Step 3: Pre-Qualify With 3–5 Lenders (Soft Pull Only)
Most lenders now offer pre-qualification using a soft credit pull (no impact on your score). You get real rate offers without commitment. Compare all of these:
- Your bank or credit union — often lowest rates for existing customers
- SoFi — no fees, rates from 8.99%, up to $100k
- LightStream (Truist) — excellent rates for good credit, no fees
- Marcus by Goldman Sachs — no fees, straightforward
- Upstart — uses AI underwriting, can approve lower scores
Step 4: Choose the Right Loan Term
Shorter terms = lower rate but higher monthly payment. Longer terms = lower payment but much more interest. For a $10,000 loan at 10% APR:
| Term | Monthly Payment | Total Interest |
|---|---|---|
| 2 years | $461 | $1,064 |
| 3 years | $323 | $1,616 |
| 5 years | $212 | $2,748 |
The 5-year term costs $1,684 more than the 2-year on the same loan. If you can afford the higher payment, shorter is almost always better.
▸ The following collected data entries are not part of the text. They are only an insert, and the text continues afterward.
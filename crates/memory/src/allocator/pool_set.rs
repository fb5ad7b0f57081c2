//! Power-of-two size-class pools
//!
//! Class `i` is a [`BlockPool`] of `4 << i` byte blocks. A request is rounded
//! up to a word multiple and routed to class `ceil(log2(size)) - 2`, so the
//! class serving it is at most twice the rounded size: internal fragmentation
//! stays under 2x in exchange for O(1) class selection.
//!
//! | rounded size | class | block size |
//! |--------------|-------|------------|
//! | 4            | 0     | 4          |
//! | 8            | 1     | 8          |
//! | 12, 16       | 2     | 16         |
//! | 20 ..= 32    | 3     | 32         |

use core::ptr::NonNull;

use super::block_pool::BlockPool;
use super::{AllocResult, Allocator};
use crate::utils::{WORD_SIZE, ceil_log2, round_to_word};

/// log2 of the smallest class's block size
const MIN_CLASS_SHIFT: u32 = WORD_SIZE.trailing_zeros();

/// Size class serving a request of `size` bytes.
///
/// The result may exceed the number of configured classes; callers treat
/// that as "no pool tier for this size". Sizes whose word rounding
/// overflows map to `usize::MAX`.
///
/// # Examples
/// ```
/// use strata_memory::allocator::size_class;
///
/// let classes: Vec<_> = [4, 5, 8, 9, 16, 17].into_iter().map(size_class).collect();
/// assert_eq!(classes, [0, 1, 1, 2, 2, 3]);
/// ```
#[inline]
pub fn size_class(size: usize) -> usize {
    match round_to_word(size) {
        Some(rounded) => (ceil_log2(rounded) - MIN_CLASS_SHIFT) as usize,
        None => usize::MAX,
    }
}

/// Block size of class `class`
#[inline]
pub const fn class_block_size(class: usize) -> usize {
    WORD_SIZE << class
}

/// Point-in-time view of one size class
#[derive(Debug, Clone, Copy, PartialEq, Eq)]
pub struct ClassStats {
    /// Block size served by the class
    pub block_size: usize,
    /// Configured capacity
    pub block_count: u32,
    /// Blocks currently free
    pub free_count: u32,
}

impl ClassStats {
    /// Blocks currently handed out
    pub fn allocated(&self) -> u32 {
        self.block_count - self.free_count
    }
}

/// Ordered set of size-class pools
///
/// Not internally synchronized: every mutating call takes `&mut self`.
#[derive(Debug, Default)]
pub struct PoolSet {
    pools: Vec<BlockPool>,
}

impl PoolSet {
    /// Builds one pool per entry of `block_counts`, class `i` holding
    /// `block_counts[i]` blocks of `4 << i` bytes, all buffers taken from
    /// `source`.
    ///
    /// On error, buffers already taken for earlier classes are returned to
    /// `source`.
    pub fn new<A: Allocator + ?Sized>(block_counts: &[u32], source: &A) -> AllocResult<Self> {
        let mut pools = Vec::with_capacity(block_counts.len());

        for (class, &count) in block_counts.iter().enumerate() {
            match BlockPool::new(class_block_size(class), count, source) {
                Ok(pool) => pools.push(pool),
                Err(err) => {
                    for pool in pools {
                        // SAFETY: nothing has been handed out from these pools yet.
                        unsafe { pool.release(source) };
                    }
                    return Err(err);
                }
            }
        }

        Ok(Self { pools })
    }

    /// Allocates from the class serving `size`.
    ///
    /// Returns `None` when the size maps past the last class or the class is
    /// exhausted. Never tries a larger class.
    pub fn alloc(&mut self, size: usize) -> Option<NonNull<u8>> {
        let class = size_class(size);
        self.pools.get_mut(class)?.alloc()
    }

    /// Frees `ptr` into whichever class owns it.
    ///
    /// Classes are probed in order with a range test; returns `false` when
    /// no class claims `ptr`.
    ///
    /// # Safety
    /// If a class claims `ptr`, it must have been returned by [`PoolSet::alloc`]
    /// on this set and not freed since.
    pub unsafe fn dealloc(&mut self, ptr: NonNull<u8>) -> bool {
        match self.pools.iter_mut().find(|pool| pool.in_range(ptr)) {
            Some(pool) => {
                // SAFETY: forwarded from the caller.
                unsafe { pool.dealloc(ptr) };
                true
            }
            None => false,
        }
    }

    /// Index of the class whose buffer contains `ptr`
    pub fn owning_class(&self, ptr: NonNull<u8>) -> Option<usize> {
        self.pools.iter().position(|pool| pool.in_range(ptr))
    }

    /// Returns every class buffer to `source` and leaves the set empty.
    ///
    /// Afterwards `alloc` returns `None` and `dealloc` returns `false`.
    ///
    /// # Safety
    /// - `source` must be the allocator the set was created with
    /// - No block handed out by this set may be used afterwards
    pub unsafe fn release<A: Allocator + ?Sized>(&mut self, source: &A) {
        for pool in self.pools.drain(..) {
            // SAFETY: forwarded from the caller.
            unsafe { pool.release(source) };
        }
    }

    /// Number of configured classes (zero after release)
    #[inline]
    pub fn class_count(&self) -> usize {
        self.pools.len()
    }

    /// The pool for class `class`
    #[inline]
    pub fn pool(&self, class: usize) -> Option<&BlockPool> {
        self.pools.get(class)
    }

    /// Largest request the set can serve
    pub fn max_block_size(&self) -> Option<usize> {
        self.pools.last().map(BlockPool::block_size)
    }

    /// Snapshot of every class
    pub fn class_stats(&self) -> Vec<ClassStats> {
        self.pools
            .iter()
            .map(|pool| ClassStats {
                block_size: pool.block_size(),
                block_count: pool.block_count(),
                free_count: pool.free_count(),
            })
            .collect()
    }
}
Steps 5–7: Final Checklist
- Step 5 — Add a co-borrower: If your score is borderline, adding a spouse or family member with excellent credit can drop your rate 3–5%
- Step 6 — Set up autopay: Most lenders offer 0.25–0.50% rate discount for automatic payments — take it, it’s free savings
- Step 7 — Avoid origination fees: Some lenders charge 1–6% upfront. For a $10k loan, a 5% origination fee = $500 extra cost. Stick with no-fee lenders when possible
Bottom line: Pre-qualify with 3–5 lenders, compare the APR (not just the rate), and always ask about autopay discounts. 20 minutes of shopping can easily save $500–$1,500. Compare personal loans vs. credit cards →
Frequently Asked Questions
How many pre-qualification inquiries can I do?
Unlimited — pre-qualification uses soft pulls that don’t affect your score. Only the final hard inquiry (when you accept and submit a full application) affects your credit, and only by about 5 points.